The reason that this classifier is called "naive" is because of its assumption  it's unreasonable to assume that all features are independent of one another (given the label). In particular, almost all real-world problems contain features with varying degrees of dependence on one another. However, making this assumption simplifies things and that's why it's an effective baseline for supervised learning.

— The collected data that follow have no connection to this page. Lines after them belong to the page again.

fn exec_node(
    graph: &Graph,
    node: &Node,
    vals: &mut HashMap<ValueId, RtVal>,
) -> Result<()> {
    let out0 = node.outputs[0];
    match &node.kind {
        OpKind::Constant(c) => {
            let v = match c {
                ConstantValue::Tensor(t) => RtVal::Tensor(t.clone()),
                ConstantValue::Double(v) => RtVal::Double(*v),
                ConstantValue::Int(v) => RtVal::Int(*v),
                ConstantValue::Bool(v) => RtVal::Bool(*v),
                ConstantValue::IntList(v) => RtVal::IntList(v.clone()),
                ConstantValue::DoubleList(v) => RtVal::DoubleList(v.clone()),
                ConstantValue::None => RtVal::None,
                ConstantValue::Custom(name) => {
                    return Err(Error::UnsupportedDtype(format!(
                        "fallback interpreter cannot evaluate custom class '{}'",
                        name
                    )))
                }
            };
            vals.insert(out0, v);
        }
        OpKind::ListConstruct => {
            let items: Vec<RtVal> = node
                .inputs
                .iter()
                .map(|id| vals.get(id).cloned().unwrap_or(RtVal::None))
                .collect();
            vals.insert(out0, RtVal::List(items));
        }
        OpKind::ConstantChunk { dim, chunks } => {
            let input = get_tensor(vals, node.inputs[0])?.clone();
            let dim = *dim as usize;
            let data = to_f64_vec(&input)?;
            let sizes = input.sizes().to_vec();
            let chunk_extent = sizes[dim] / chunks;
            for (k, &out_id) in node.outputs.iter().enumerate() {
                let out_sizes = value_sizes(graph, out_id)?;
                let n = numel(&out_sizes).max(0) as usize;
                let mut piece = Vec::with_capacity(n);
                let mut index = vec![0i64; out_sizes.len()];
                let strides = contiguous_strides(&sizes);
                for _ in 0..n {
                    let mut src = index.clone();
                    src[dim] += k as i64 * chunk_extent;
                    let off: i64 = src.iter().zip(strides.iter()).map(|(&i, &s)| i * s).sum();
                    piece.push(data[off as usize]);
                    odometer(&mut index, &out_sizes);
                }
                let t = from_f64_vec(piece, &out_sizes, value_dtype(graph, out_id))?;
                vals.insert(out_id, RtVal::Tensor(t));
            }
        }
        OpKind::Add | OpKind::Sub | OpKind::Mul | OpKind::Div => {
            let a = get_tensor(vals, node.inputs[0])?;
            let b = get_tensor(vals, node.inputs[1])?;
            let sizes = value_sizes(graph, out0)?;
            let t = binary_op(&node.kind, a, b, &sizes, value_dtype(graph, out0))?;
            vals.insert(out0, RtVal::Tensor(t));
        }
        OpKind::Neg
        | OpKind::Abs
        | OpKind::Exp
        | OpKind::Log
        | OpKind::Sqrt
        | OpKind::Relu
        | OpKind::Sigmoid
        | OpKind::Tanh => {
            let a = get_tensor(vals, node.inputs[0])?;
            let t = unary_op(&node.kind, a, value_dtype(graph, out0))?;
            vals.insert(out0, RtVal::Tensor(t));
        }
        OpKind::To => {
            let a = get_tensor(vals, node.inputs[0])?;
            let data = to_f64_vec(a)?;
            let t = from_f64_vec(data, a.sizes(), value_dtype(graph, out0))?;
            vals.insert(out0, RtVal::Tensor(t));
        }
        OpKind::Sum => {
            let a = get_tensor(vals, node.inputs[0])?;
            let total: f64 = to_f64_vec(a)?.iter().sum();
            let t = from_f64_vec(vec![total], &[], value_dtype(graph, out0))?;
            vals.insert(out0, RtVal::Tensor(t));
        }
        OpKind::Conv2d => {
            let input = get_tensor(vals, node.inputs[0])?.clone();
            let weight = get_tensor(vals, node.inputs[1])?.clone();
            let bias = match vals.get(&node.inputs[2]) {
                Some(RtVal::Tensor(t)) => Some(t.clone()),
                _ => None,
            };
            let stride = get_pair(vals, node.inputs[3])?;
            let pad = get_pair(vals, node.inputs[4])?;
            let dilation = get_pair(vals, node.inputs[5])?;
            let groups = get_int(vals, node.inputs[6])?;
            let sizes = value_sizes(graph, out0)?;
            let t = conv2d_op(
                &input,
                &weight,
                bias.as_ref(),
                stride,
                pad,
                dilation,
                groups,
                &sizes,
                value_dtype(graph, out0),
            )?;
            vals.insert(out0, RtVal::Tensor(t));
        }
        OpKind::QuantizePerTensor => {
            let a = get_tensor(vals, node.inputs[0])?;
            let scale = match vals.get(&node.inputs[1]) {
                Some(RtVal::Double(v)) => *v,
                Some(RtVal::Tensor(t)) => t.item_f32()? as f64,
                _ => return Err(Error::malformed("quantize_per_tensor: bad scale")),
            };
            let zp = match vals.get(&node.inputs[2]) {
                Some(RtVal::Int(v)) => *v,
                Some(RtVal::Tensor(t)) => t.item_i64()?,
                _ => return Err(Error::malformed("quantize_per_tensor: bad zero_point")),
            };
            let data: Vec<f64> = to_f64_vec(a)?
                .into_iter()
                .map(|x| (x / scale).round() + zp as f64)
                .collect();
            let t = from_f64_vec(data, a.sizes(), value_dtype(graph, out0))?;
            vals.insert(out0, RtVal::Tensor(t));
        }
        OpKind::Cat => {
            let items = match vals.get(&node.inputs[0]) {
                Some(RtVal::List(items)) => items.clone(),
                _ => return Err(Error::malformed("cat expects a tensor list")),
            };
            let dim = get_int(vals, node.inputs[1])? as usize;
            let out_sizes = value_sizes(graph, out0)?;
            let n = numel(&out_sizes).max(0) as usize;
            let mut out = vec![0.0f64; n];
            let o_strides = contiguous_strides(&out_sizes);
            let mut offset = 0i64;
            for item in &items {
                let RtVal::Tensor(t) = item else {
                    return Err(Error::malformed("cat list element is not a tensor"));
                };
                let data = to_f64_vec(t)?;
                let sizes = t.sizes().to_vec();
                let mut index = vec![0i64; sizes.len()];
                for &x in &data {
                    let mut dst = index.clone();
                    dst[dim] += offset;
                    let oi: i64 = dst.iter().zip(o_strides.iter()).map(|(&i, &s)| i * s).sum();
                    out[oi as usize] = x;
                    odometer(&mut index, &sizes);
                }
                offset += sizes[dim];
            }
            let t = from_f64_vec(out, &out_sizes, value_dtype(graph, out0))?;
            vals.insert(out0, RtVal::Tensor(t));
        }
        OpKind::RandLike => {
            let a = get_tensor(vals, node.inputs[0])?;
            let n = a.numel().max(0) as usize;
            let data: Vec<f64> = (0..n).map(|_| rand::random::<f64>()).collect();
            let t = from_f64_vec(data, a.sizes(), value_dtype(graph, out0))?;
            vals.insert(out0, RtVal::Tensor(t));
        }
        OpKind::Matmul => {
            let a = get_tensor(vals, node.inputs[0])?;
            let b = get_tensor(vals, node.inputs[1])?;
            if a.rank() != 2 || b.rank() != 2 || a.sizes()[1] != b.sizes()[0] {
                return Err(Error::malformed("matmul expects compatible 2-d tensors"));
            }
            let (m, k, n) = (a.sizes()[0], a.sizes()[1], b.sizes()[1]);
            let av = to_f64_vec(a)?;
            let bv = to_f64_vec(b)?;
            let mut out = vec![0.0f64; (m * n).max(0) as usize];
            for i in 0..m {
                for j in 0..n {
                    let mut acc = 0.0;
                    for p in 0..k {
                        acc += av[(i * k + p) as usize] * bv[(p * n + j) as usize];
                    }
                    out[(i * n + j) as usize] = acc;
                }
            }
            let t = from_f64_vec(out, &[m, n], value_dtype(graph, out0))?;
            vals.insert(out0, RtVal::Tensor(t));
        }
    }
    Ok(())
}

Now,I will build a simple binary classifier and calculate its accuracy on classifying movie reviews as positive or negative based on some features which the it will learn from the training data. We'll be importing the movie_reviews corpus from nltk and use it as our training data. It contains 2000 movie reviews with the labels/categories: positive or negative.

In [47]:
#Importing the essential libraries

import nltk
import random
from nltk.corpus import movie_reviews,stopwords
from nltk.probability import FreqDist
import string
from nltk import NaiveBayesClassifier
from nltk.tokenize import word_tokenize

# Total reviews
print ("\nInformation about the movie_reviews corpus:\nTotal Number of reviews:", len(movie_reviews.fileids()))
 
# Review categories
print ("Labels:",movie_reviews.categories()) 
 
# Total positive reviews
print ("Number of positive reviews:",len(movie_reviews.fileids('pos')))
 
# Total negative reviews
print ("Number of negative reviews:",len(movie_reviews.fileids('neg')))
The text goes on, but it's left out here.